Que admitan su división y que miren hacia adelante

Por Carlos Luis Baron viernes 21 de diciembre, 2012

El Partido Revolucionario Dominicano PRD está visiblemente dividido aunque ninguno de los dos bandos que mantienen un fuerte pugilato por el control institucional lo admita, pero es evidente está indiscutiblemente no solo dividido, sino inhabilitado para ser opción ni siquiera como oposición por decisión de dos dirigente que se creen mantener la supremacía sobre la gran mayoría y sobre todo, sobre más de los dos millones de electores.

El PRD, es un partido de masas que ha tenido grandes dirigentes, pero líder solo el Dr. José Francisco Peña Gómez, quien en vida se encargo de no permitir el desarrollo de nuevos líderes para bien o para mal de esa organización política, lamentablemente el día de su muerte no se lo llevó, sino que abandonó este mundo creyendo en sus compañeros porque entendía cumplirían su legado.

El Partido Revolucionario Dominicano en alguna ocasión fue llamado por su dirigencia como el partido de la esperanza nacional, ahora solo es la manzana de la discordia de la que se disputan dos de sus dirigentes, por un lado el Ing.
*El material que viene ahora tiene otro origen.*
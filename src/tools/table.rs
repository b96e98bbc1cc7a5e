//! Table-level tools: create, drop, describe and list.

use super::inputs::{CreateTableInput, DescribeTableInput, DropTableInput, ListTableInput};
use super::{database_failure, parse_args, schema_of, Tool, ToolOutcome};
use crate::constants::MAX_STATEMENT_PARAMETERS;
use crate::database::{SqlExecutor, SqlParam};
use crate::error::ServerError;
use crate::security::{parse_qualified_name, validate_word_identifier};
use async_trait::async_trait;
use once_cell::sync::Lazy;
use regex::Regex;
use serde_json::{Map, Value};
use tracing::{debug, instrument};

const CREATE_TABLE_FAILED: &str =
    "Failed to create table. Verify your SQL syntax. Check server logs for details.";
const DROP_TABLE_FAILED: &str =
    "Failed to drop table. Verify the table exists and has no dependencies. Check server logs for details.";
const DESCRIBE_TABLE_FAILED: &str =
    "Failed to describe table. Verify the table exists and you have permissions. Check server logs for details.";
const LIST_TABLE_FAILED: &str =
    "Failed to list tables. Verify you have permissions. Check server logs for details.";

/// Column type grammar: a type name, an optional size, then column options.
///
/// Options are limited to nullability, keys, `IDENTITY`, `COLLATE` and a
/// literal `DEFAULT`, so a type can never close the column list.
static COLUMN_TYPE: Lazy<Regex> = Lazy::new(|| {
    Regex::new(
        r"(?ix)^
        [a-z][a-z0-9_]*
        (\s*\(\s*(max|\d+(\s*,\s*\d+)?)\s*\))?
        (\s+(
            not\s+null
            | null
            | primary\s+key(\s+(clustered|nonclustered))?
            | unique(\s+(clustered|nonclustered))?
            | identity(\s*\(\s*-?\d+\s*,\s*-?\d+\s*\))?
            | collate\s+[a-z0-9_]+
            | default\s+(-?\d+(\.\d+)?|'[^']*'|n'[^']*'|null|getdate\s*\(\s*\)|getutcdate\s*\(\s*\)|sysutcdatetime\s*\(\s*\)|newid\s*\(\s*\))
        ))*
        $",
    )
    .unwrap_or_else(|e| panic!("Internal error: invalid column type pattern: {}", e))
});

/// Creates a table from column definitions.
pub struct CreateTableTool;

impl CreateTableTool {
    fn parse(args: &Value) -> Result<CreateTableInput, ServerError> {
        let input: CreateTableInput = parse_args("create_table", args)?;

        validate_word_identifier(&input.table_name, "table name")?;
        if input.columns.is_empty() {
            return Err(ServerError::validation("'columns' must be a non-empty array"));
        }
        for column in &input.columns {
            validate_word_identifier(&column.name, "column name")?;
            let sql_type = column.sql_type.trim();
            if sql_type.is_empty() {
                return Err(ServerError::validation(format!(
                    "Column '{}' must have a type",
                    column.name
                )));
            }
            if !COLUMN_TYPE.is_match(sql_type) {
                return Err(ServerError::validation(format!(
                    "Invalid type for column '{}': expected a type name, an optional size and column options",
                    column.name
                )));
            }
        }

        Ok(input)
    }
}

#[async_trait]
impl Tool for CreateTableTool {
    fn name(&self) -> &'static str {
        "create_table"
    }

    fn description(&self) -> &'static str {
        "Creates a new table in the MSSQL Database with the specified columns."
    }

    fn input_schema(&self) -> Map<String, Value> {
        schema_of::<CreateTableInput>()
    }

    fn validate(&self, args: &Value) -> Result<(), ServerError> {
        Self::parse(args).map(|_| ())
    }

    #[instrument(skip_all, fields(tool = "create_table"))]
    async fn run(&self, db: &dyn SqlExecutor, args: Value) -> Result<ToolOutcome, ServerError> {
        let input = Self::parse(&args)?;

        let column_defs = input
            .columns
            .iter()
            .map(|col| format!("[{}] {}", col.name, col.sql_type.trim()))
            .collect::<Vec<_>>()
            .join(", ");
        let sql = format!("CREATE TABLE [{}] ({})", input.table_name, column_defs);

        match db.execute(&sql, &[]).await {
            Ok(_) => Ok(ToolOutcome::success(format!(
                "Table '{}' created successfully.",
                input.table_name
            ))),
            Err(e) => Ok(database_failure(self.name(), &e, CREATE_TABLE_FAILED)),
        }
    }
}

/// Drops a table.
pub struct DropTableTool;

impl DropTableTool {
    fn parse(args: &Value) -> Result<DropTableInput, ServerError> {
        let input: DropTableInput = parse_args("drop_table", args)?;
        validate_word_identifier(&input.table_name, "table name")?;
        Ok(input)
    }
}

#[async_trait]
impl Tool for DropTableTool {
    fn name(&self) -> &'static str {
        "drop_table"
    }

    fn description(&self) -> &'static str {
        "Drops a table from the MSSQL Database."
    }

    fn input_schema(&self) -> Map<String, Value> {
        schema_of::<DropTableInput>()
    }

    fn validate(&self, args: &Value) -> Result<(), ServerError> {
        Self::parse(args).map(|_| ())
    }

    #[instrument(skip_all, fields(tool = "drop_table"))]
    async fn run(&self, db: &dyn SqlExecutor, args: Value) -> Result<ToolOutcome, ServerError> {
        let input = Self::parse(&args)?;
        let sql = format!("DROP TABLE [{}]", input.table_name);

        match db.execute(&sql, &[]).await {
            Ok(_) => Ok(ToolOutcome::success(format!(
                "Table '{}' dropped successfully.",
                input.table_name
            ))),
            Err(e) => Ok(database_failure(self.name(), &e, DROP_TABLE_FAILED)),
        }
    }
}

/// Lists a table's columns and data types.
pub struct DescribeTableTool;

impl DescribeTableTool {
    fn parse(args: &Value) -> Result<(Option<String>, String), ServerError> {
        let input: DescribeTableInput = parse_args("describe_table", args).map_err(|_| {
            ServerError::validation("Missing or invalid 'tableName' argument for describe_table tool.")
        })?;
        if input.table_name.trim().is_empty() {
            return Err(ServerError::validation(
                "Missing or invalid 'tableName' argument for describe_table tool.",
            ));
        }
        parse_qualified_name(&input.table_name)
    }
}

#[async_trait]
impl Tool for DescribeTableTool {
    fn name(&self) -> &'static str {
        "describe_table"
    }

    fn description(&self) -> &'static str {
        "Describes the schema (columns and types) of a specified MSSQL Database table."
    }

    fn input_schema(&self) -> Map<String, Value> {
        schema_of::<DescribeTableInput>()
    }

    fn validate(&self, args: &Value) -> Result<(), ServerError> {
        Self::parse(args).map(|_| ())
    }

    #[instrument(skip_all, fields(tool = "describe_table"))]
    async fn run(&self, db: &dyn SqlExecutor, args: Value) -> Result<ToolOutcome, ServerError> {
        let (schema, table) = Self::parse(&args)?;

        let mut sql = String::from(
            "SELECT COLUMN_NAME AS name, DATA_TYPE AS type \
             FROM INFORMATION_SCHEMA.COLUMNS WHERE TABLE_NAME = @P1",
        );
        let mut params = vec![SqlParam::Text(table.clone())];
        if let Some(schema) = schema {
            sql.push_str(" AND TABLE_SCHEMA = @P2");
            params.push(SqlParam::Text(schema));
        }
        sql.push_str(" ORDER BY ORDINAL_POSITION");

        match db.query(&sql, &params, usize::MAX).await {
            Ok(result) if result.rows.is_empty() => {
                debug!(table = %table, "No columns found");
                Ok(ToolOutcome::failure(DESCRIBE_TABLE_FAILED))
            }
            Ok(result) => Ok(ToolOutcome::ok().with("columns", result.rows)),
            Err(e) => Ok(database_failure(self.name(), &e, DESCRIBE_TABLE_FAILED)),
        }
    }
}

/// Lists base tables, optionally restricted to some schemas.
pub struct ListTableTool;

impl ListTableTool {
    fn parse(args: &Value) -> Result<Vec<String>, ServerError> {
        let input: ListTableInput = parse_args("list_table", args)?;
        let schemas: Vec<String> = input
            .parameters
            .unwrap_or_default()
            .into_iter()
            .map(|s| s.trim().to_string())
            .filter(|s| !s.is_empty())
            .collect();

        if schemas.len() > MAX_STATEMENT_PARAMETERS {
            return Err(ServerError::validation(format!(
                "Too many schema filters: at most {} are allowed",
                MAX_STATEMENT_PARAMETERS
            )));
        }
        Ok(schemas)
    }
}

#[async_trait]
impl Tool for ListTableTool {
    fn name(&self) -> &'static str {
        "list_table"
    }

    fn description(&self) -> &'static str {
        "Lists tables in an MSSQL Database, or list tables in specific schemas"
    }

    fn input_schema(&self) -> Map<String, Value> {
        schema_of::<ListTableInput>()
    }

    fn validate(&self, args: &Value) -> Result<(), ServerError> {
        Self::parse(args).map(|_| ())
    }

    #[instrument(skip_all, fields(tool = "list_table"))]
    async fn run(&self, db: &dyn SqlExecutor, args: Value) -> Result<ToolOutcome, ServerError> {
        let schemas = Self::parse(&args)?;

        let mut sql = String::from(
            "SELECT TABLE_SCHEMA + '.' + TABLE_NAME AS name \
             FROM INFORMATION_SCHEMA.TABLES WHERE TABLE_TYPE = 'BASE TABLE'",
        );
        if !schemas.is_empty() {
            let placeholders = (1..=schemas.len())
                .map(|i| format!("@P{}", i))
                .collect::<Vec<_>>()
                .join(", ");
            sql.push_str(&format!(" AND TABLE_SCHEMA IN ({})", placeholders));
        }
        sql.push_str(" ORDER BY TABLE_SCHEMA, TABLE_NAME");

        let params: Vec<SqlParam> = schemas.into_iter().map(SqlParam::Text).collect();
        match db.query(&sql, &params, usize::MAX).await {
            Ok(result) => Ok(ToolOutcome::success("List tables executed successfully")
                .with("items", result.rows)),
            Err(e) => Ok(database_failure(self.name(), &e, LIST_TABLE_FAILED)),
        }
    }
}
//! Tool-call dispatch.
//!
//! Every call goes through the same sequence: look the tool up, validate its
//! arguments, make sure the database connection is usable, run the tool and
//! wrap the result in a [`ToolResponse`].

use crate::constants::GENERIC_OPERATION_ERROR;
use crate::database::ConnectionManager;
use crate::security::redact_credentials;
use crate::tools::{ToolOutcome, ToolRegistry};
use rmcp::model::{CallToolResult, Content};
use serde::Serialize;
use serde_json::{Map, Value};
use std::sync::Arc;
use tracing::{debug, error, instrument, warn};

/// A tool as advertised to clients.
#[derive(Debug, Clone, PartialEq, Serialize)]
#[serde(rename_all = "camelCase")]
pub struct ToolDefinition {
    pub name: &'static str,
    pub description: &'static str,
    pub input_schema: Map<String, Value>,
}

/// One text block of a response.
#[derive(Debug, Clone, PartialEq, Serialize)]
pub struct TextContent {
    #[serde(rename = "type")]
    pub kind: &'static str,
    pub text: String,
}

/// The envelope returned for every tool call.
#[derive(Debug, Clone, PartialEq, Serialize)]
pub struct ToolResponse {
    pub content: Vec<TextContent>,

    #[serde(rename = "isError", skip_serializing_if = "std::ops::Not::not")]
    pub is_error: bool,
}

impl ToolResponse {
    fn text(text: impl Into<String>, is_error: bool) -> Self {
        Self {
            content: vec![TextContent {
                kind: "text",
                text: text.into(),
            }],
            is_error,
        }
    }

    /// A non-error response carrying the pretty-printed outcome.
    pub fn outcome(outcome: &ToolOutcome) -> Self {
        match serde_json::to_string_pretty(outcome) {
            Ok(text) => Self::text(text, false),
            Err(e) => {
                error!(error = %e, "Failed to serialize tool outcome");
                Self::error(GENERIC_OPERATION_ERROR)
            }
        }
    }

    /// An error response.
    pub fn error(message: impl Into<String>) -> Self {
        Self::text(message, true)
    }

    /// Concatenated text of all content blocks.
    pub fn text_content(&self) -> String {
        self.content
            .iter()
            .map(|c| c.text.as_str())
            .collect::<Vec<_>>()
            .join("\n")
    }
}

impl From<ToolResponse> for CallToolResult {
    fn from(response: ToolResponse) -> Self {
        let content = response
            .content
            .into_iter()
            .map(|c| Content::text(c.text))
            .collect();
        if response.is_error {
            CallToolResult::error(content)
        } else {
            CallToolResult::success(content)
        }
    }
}

/// Routes tool calls through validation and the connection precondition.
pub struct Dispatcher {
    registry: ToolRegistry,
    connections: Arc<ConnectionManager>,
    read_only: bool,
}

impl Dispatcher {
    pub fn new(registry: ToolRegistry, connections: Arc<ConnectionManager>, read_only: bool) -> Self {
        Self {
            registry,
            connections,
            read_only,
        }
    }

    /// Whether write tools are hidden.
    pub fn is_read_only(&self) -> bool {
        self.read_only
    }

    /// The connection manager, for shutdown.
    pub fn connections(&self) -> &Arc<ConnectionManager> {
        &self.connections
    }

    /// Tools visible in the current mode, in listing order.
    pub fn list_tools(&self) -> Vec<ToolDefinition> {
        self.registry
            .visible(self.read_only)
            .into_iter()
            .map(|tool| ToolDefinition {
                name: tool.name(),
                description: tool.description(),
                input_schema: tool.input_schema(),
            })
            .collect()
    }

    /// Run one tool call. Missing or null arguments are treated as `{}`.
    #[instrument(skip(self, args))]
    pub async fn dispatch(&self, name: &str, args: Option<Value>) -> ToolResponse {
        let tool = match self.registry.get(name) {
            Some(tool) if self.registry.is_visible(name, self.read_only) => Arc::clone(tool),
            _ => {
                warn!("Unknown tool requested");
                return ToolResponse::error(format!("Unknown tool: {}", name));
            }
        };

        let args = match args {
            None | Some(Value::Null) => Value::Object(Map::new()),
            Some(args) => args,
        };

        if let Err(e) = tool.validate(&args) {
            debug!(error = %e, "Argument validation failed");
            return ToolResponse::error(e.client_message());
        }

        let pool = match self.connections.ensure_connection().await {
            Ok(pool) => pool,
            Err(e) => {
                // Detail was logged by the connection manager
                debug!(error = %e, "Connection precondition failed");
                return ToolResponse::error(e.client_message());
            }
        };

        match tool.run(pool.as_ref(), args).await {
            Ok(outcome) => ToolResponse::outcome(&outcome),
            Err(e) => {
                error!(
                    error = %redact_credentials(&e.detail()),
                    "Tool execution failed"
                );
                ToolResponse::error(e.client_message())
            }
        }
    }
}
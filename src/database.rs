//! Database connectivity and query execution.

pub mod auth;
mod connection;
mod driver;
mod query;
pub mod types;

pub use auth::{
    AccessToken, AzureCliTokenProvider, ConnectionAuth, ConnectionConfig, CredentialResolver,
    TokenProvider, TokenState,
};
#[cfg(feature = "azure-auth")]
pub use auth::AzureIdentityTokenProvider;
pub use connection::ConnectionManager;
pub use driver::{Connector, SqlExecutor, TiberiusConnector, TiberiusPool};
pub use query::{ColumnInfo, QueryResult, ResultRow};
pub use types::{SqlParam, SqlValue, TypeMapper};
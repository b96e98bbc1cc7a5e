//! Credential redaction for operator-facing log messages.

use once_cell::sync::Lazy;
use regex::{Captures, Regex};

/// Marker substituted for redacted secret values.
pub const REDACTED: &str = "***";

/// `password`/`pwd` followed by an optional separator and the value up to the
/// next `;`, `,` or whitespace.
static CREDENTIAL_PATTERN: Lazy<Regex> = Lazy::new(|| {
    Regex::new(r"(?i)\b(password|pwd)\b\s*[=:]?\s*[^;,\s]*|(?i)(password|pwd)[^;,\s]*")
        .unwrap_or_else(|e| panic!("Internal error: invalid credential pattern: {}", e))
});

/// Redact credential-like substrings from a message.
///
/// Matching is case-insensitive; each match is replaced with `password=***` or
/// `pwd=***`.
///
/// ```
/// use mssql_data_mcp::security::redact_credentials;
///
/// assert_eq!(
///     redact_credentials("Server=db;Password=secret123;User Id=sa"),
///     "Server=db;password=***;User Id=sa"
/// );
/// ```
pub fn redact_credentials(message: &str) -> String {
    CREDENTIAL_PATTERN
        .replace_all(message, |caps: &Captures<'_>| {
            let keyword = caps
                .get(1)
                .or_else(|| caps.get(2))
                .map(|m| m.as_str().to_ascii_lowercase())
                .unwrap_or_else(|| "password".to_string());
            format!("{}={}", keyword, REDACTED)
        })
        .into_owned()
}

/// Redact every literal occurrence of `secret` in addition to credential patterns.
pub fn redact_secret(message: &str, secret: &str) -> String {
    let message = if secret.is_empty() {
        message.to_string()
    } else {
        message.replace(secret, REDACTED)
    };
    redact_credentials(&message)
}
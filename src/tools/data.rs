//! Row-level tools: insert, read and update.

use super::inputs::{InsertDataInput, ReadDataInput, UpdateDataInput};
use super::{database_failure, parse_args, schema_of, Tool, ToolOutcome};
use crate::constants::{MAX_INSERT_ROWS, MAX_READ_QUERY_LENGTH, MAX_STATEMENT_PARAMETERS};
use crate::database::{SqlExecutor, SqlParam};
use crate::error::ServerError;
use crate::security::{
    escape_identifier, escape_single_identifier, InjectionDetector, ReadQueryValidator,
};
use async_trait::async_trait;
use serde_json::{Map, Value};
use tracing::{info, instrument};

const INSERT_DATA_FAILED: &str =
    "Failed to insert data. Verify the table exists and the data types are correct. Check server logs for details.";
const READ_DATA_FAILED: &str =
    "Failed to execute query. Verify your SQL syntax and table names. Check server logs for details.";
const UPDATE_DATA_FAILED: &str =
    "Failed to update data. Verify the table, columns and WHERE clause. Check server logs for details.";

/// A validated, ready-to-run statement.
struct Statement {
    sql: String,
    params: Vec<SqlParam>,
}

/// Inserts one or more records that share the same columns.
pub struct InsertDataTool;

impl InsertDataTool {
    fn parse(args: &Value) -> Result<(String, usize, Statement), ServerError> {
        let input: InsertDataInput = parse_args("insert_data", args)?;
        let table = escape_identifier(&input.table_name)?;
        let records = input.data.into_vec();

        let first = records
            .first()
            .ok_or_else(|| ServerError::validation("'data' must contain at least one record"))?;
        if first.is_empty() {
            return Err(ServerError::validation("Records must have at least one column"));
        }
        if records.len() > MAX_INSERT_ROWS {
            return Err(ServerError::validation(format!(
                "Too many records: at most {} can be inserted at once",
                MAX_INSERT_ROWS
            )));
        }

        let columns: Vec<&String> = first.keys().collect();
        for (idx, record) in records.iter().enumerate().skip(1) {
            let same_columns =
                record.len() == columns.len() && columns.iter().all(|c| record.contains_key(*c));
            if !same_columns {
                return Err(ServerError::validation(format!(
                    "All records must have the same columns. Record {} differs from the first record.",
                    idx + 1
                )));
            }
        }

        let param_count = records.len() * columns.len();
        if param_count > MAX_STATEMENT_PARAMETERS {
            return Err(ServerError::validation(format!(
                "Too many values: {} exceeds the limit of {} parameters per statement",
                param_count, MAX_STATEMENT_PARAMETERS
            )));
        }

        let column_list = columns
            .iter()
            .map(|c| escape_single_identifier(c))
            .collect::<Result<Vec<_>, _>>()?
            .join(", ");

        let mut params = Vec::with_capacity(param_count);
        let mut rows = Vec::with_capacity(records.len());
        for record in &records {
            let placeholders = columns
                .iter()
                .map(|column| {
                    params.push(SqlParam::from_json(
                        record.get(column.as_str()).unwrap_or(&Value::Null),
                    ));
                    format!("@P{}", params.len())
                })
                .collect::<Vec<_>>()
                .join(", ");
            rows.push(format!("({})", placeholders));
        }

        let sql = format!(
            "INSERT INTO {} ({}) VALUES {}",
            table,
            column_list,
            rows.join(", ")
        );
        Ok((input.table_name, records.len(), Statement { sql, params }))
    }
}

#[async_trait]
impl Tool for InsertDataTool {
    fn name(&self) -> &'static str {
        "insert_data"
    }

    fn description(&self) -> &'static str {
        "Inserts data into an MSSQL Database table. Supports both single record insertion and \
         multiple record insertion using standard SQL INSERT with VALUES clause. All records must \
         have the same columns."
    }

    fn input_schema(&self) -> Map<String, Value> {
        schema_of::<InsertDataInput>()
    }

    fn validate(&self, args: &Value) -> Result<(), ServerError> {
        Self::parse(args).map(|_| ())
    }

    #[instrument(skip_all, fields(tool = "insert_data"))]
    async fn run(&self, db: &dyn SqlExecutor, args: Value) -> Result<ToolOutcome, ServerError> {
        let (table, count, statement) = Self::parse(&args)?;

        match db.execute(&statement.sql, &statement.params).await {
            Ok(_) => {
                info!(table = %table, records = count, "Records inserted");
                Ok(ToolOutcome::success(format!(
                    "Successfully inserted {} record{} into {}",
                    count,
                    if count == 1 { "" } else { "s" },
                    table
                ))
                .with("recordsInserted", count))
            }
            Err(e) => Ok(database_failure(self.name(), &e, INSERT_DATA_FAILED)),
        }
    }
}

/// Runs a validated SELECT query.
pub struct ReadDataTool {
    max_rows: usize,
    validator: ReadQueryValidator,
}

impl ReadDataTool {
    pub fn new(max_rows: usize) -> Self {
        Self {
            max_rows,
            validator: ReadQueryValidator::new(MAX_READ_QUERY_LENGTH),
        }
    }

    fn parse(&self, args: &Value) -> Result<String, ServerError> {
        let input: ReadDataInput = parse_args("read_data", args)?;
        self.validator.validate(&input.query)?;
        Ok(input.query)
    }
}

#[async_trait]
impl Tool for ReadDataTool {
    fn name(&self) -> &'static str {
        "read_data"
    }

    fn description(&self) -> &'static str {
        "Executes a SELECT query on an MSSQL Database table. The query must start with SELECT \
         (or WITH) and cannot contain any destructive SQL operations for security reasons."
    }

    fn input_schema(&self) -> Map<String, Value> {
        schema_of::<ReadDataInput>()
    }

    fn validate(&self, args: &Value) -> Result<(), ServerError> {
        self.parse(args).map(|_| ())
    }

    #[instrument(skip_all, fields(tool = "read_data"))]
    async fn run(&self, db: &dyn SqlExecutor, args: Value) -> Result<ToolOutcome, ServerError> {
        let query = self.parse(&args)?;

        match db.query(&query, &[], self.max_rows).await {
            Ok(result) => {
                let count = result.rows.len();
                let mut message = format!("Query executed successfully. Retrieved {} record(s)", count);
                if result.truncated {
                    message.push_str(&format!(" (limited to {} rows)", self.max_rows));
                }
                Ok(ToolOutcome::success(message)
                    .with("data", result.rows)
                    .with("recordCount", count)
                    .with("truncated", result.truncated))
            }
            Err(e) => Ok(database_failure(self.name(), &e, READ_DATA_FAILED)),
        }
    }
}

/// Updates records matching a required WHERE clause.
pub struct UpdateDataTool;

impl UpdateDataTool {
    fn parse(args: &Value) -> Result<(String, Statement), ServerError> {
        let input: UpdateDataInput = parse_args("update_data", args)?;
        let table = escape_identifier(&input.table_name)?;

        if input.updates.is_empty() {
            return Err(ServerError::validation(
                "'updates' must contain at least one column",
            ));
        }
        if input.updates.len() > MAX_STATEMENT_PARAMETERS {
            return Err(ServerError::validation(format!(
                "Too many columns: at most {} can be updated at once",
                MAX_STATEMENT_PARAMETERS
            )));
        }

        let where_clause = input.where_clause.trim();
        if where_clause.is_empty() {
            return Err(ServerError::validation(
                "WHERE clause is required for security reasons",
            ));
        }
        if where_clause.contains(';') {
            return Err(ServerError::validation(
                "WHERE clause must not contain statement separators",
            ));
        }
        InjectionDetector::new().check(where_clause)?;

        let mut params = Vec::with_capacity(input.updates.len());
        let assignments = input
            .updates
            .iter()
            .map(|(column, value)| -> Result<String, ServerError> {
                params.push(SqlParam::from_json(value));
                Ok(format!("{} = @P{}", escape_single_identifier(column)?, params.len()))
            })
            .collect::<Result<Vec<_>, ServerError>>()?
            .join(", ");

        let sql = format!("UPDATE {} SET {} WHERE {}", table, assignments, where_clause);
        Ok((input.table_name, Statement { sql, params }))
    }
}

#[async_trait]
impl Tool for UpdateDataTool {
    fn name(&self) -> &'static str {
        "update_data"
    }

    fn description(&self) -> &'static str {
        "Updates data in an MSSQL Database table using a WHERE clause. The WHERE clause must be \
         provided for security."
    }

    fn input_schema(&self) -> Map<String, Value> {
        schema_of::<UpdateDataInput>()
    }

    fn validate(&self, args: &Value) -> Result<(), ServerError> {
        Self::parse(args).map(|_| ())
    }

    #[instrument(skip_all, fields(tool = "update_data"))]
    async fn run(&self, db: &dyn SqlExecutor, args: Value) -> Result<ToolOutcome, ServerError> {
        let (table, statement) = Self::parse(&args)?;

        match db.execute(&statement.sql, &statement.params).await {
            Ok(rows_affected) => {
                info!(table = %table, rows_affected, "Records updated");
                Ok(ToolOutcome::success(format!(
                    "Update completed successfully. {} row(s) affected",
                    rows_affected
                ))
                .with("rowsAffected", rows_affected))
            }
            Err(e) => Ok(database_failure(self.name(), &e, UPDATE_DATA_FAILED)),
        }
    }
}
Miguel Vargas Maldonado, que en nombre de la institucionalidad mantiene el partido secuestrado y por el otro el Ing. Hipólito Mejía, quien se encuentra atrincherado junto a un grupito de sus seguidores que reclaman ser los auténticos dueños del PRD, como si a ninguno de los dos le perteneciera o le importase la crítica situación por la que atraviesa el país.

Pero el PRD no es patrimonio de nadie en particular, sino de todo aquel que consta en su lista de militancia partidista y sobre todo de lo más de dos millones de electores que pusieron su esperanza para que el destino de la República Dominicana diera otro giro a favor de la gran mayoría de ciudadanos de la nación, a quienes los intereses personales de dos de sus dirigentes le mataron la necesidad de cambio y por ende han aniquilado de manera indirecta la democracia en el ámbito político nacional.

Desde que pasaron las elecciones presidenciales el 20 de mayo del año en curso, el PRD se ha convertido en una organización muerta, inactiva é incapaz de asumir su papel como ente social y como partido mayoritario de la oposición, debido a que los intereses personales tanto de Vargas Maldonado, así como de Mejía, han provocado que aquellos miembros que no se encuentran agrupados en ninguno de los dos bandos en pugna entiendan que mientras no se resuelvan los problemas internos en los altos mandos dirigenciales, nadie debe mover un solo dedo sino no es bajo el lineamiento de un PRD unido tanto a nivel nacional, así como en las diversas seccionales del exterior, es decir.

La pugna interna de dos de sus dirigentes ha matado la voluntad y el deseo de trabajo de todo el partido.

Esta situación ha permitido el desbande de muchos dirigentes y militantes hacia otros entornos y parcelas, ya que ante la incapacidad de acción frente a la problemática existente y decepcionados por la situación están decidiendo buscar otros senderos.

Ellos no lo admiten aunque visiblemente se ve de lejos, y si es que las diferencias entre ambos son tan profundas, las heridas incurables, entonces que se dividan de una buena vez y por toda para que aquellos que decidan no atrincherarse tengan la libertad de irse a luchar junto a Guillermo Moreno, Max Puig, o simplemente se vendan por kilos como carnes de cerdos flacos al gobierno de Leonel Fernández (perdón) de Danilo Medina como sabemos que muchos lo harán.

Que se resuelva ya la crisis interna del Partido Revolucionario Dominicano o que se divida definitivamente porque es la única salida para que aquellos que queden dentro PRD puedan reorganizarse, aunque se sabe que esto ya no le da opción de poder.

Lo de Miguel Vargas Maldonado é Hipólito Mejía es un show de mal gusto que está afectando más allá de la frontera partidista, aunque la capacidad de ambos no le ha permito verlo de esa manera; que se vayan porque dos gallos de pelea no caben en un solo gallinero, lo cierto es que ellos, tanto uno como el otro han destruido al partido como lo dijera el Dr. José Francisco Peña Gómez, sólo el PRD destruye al PRD.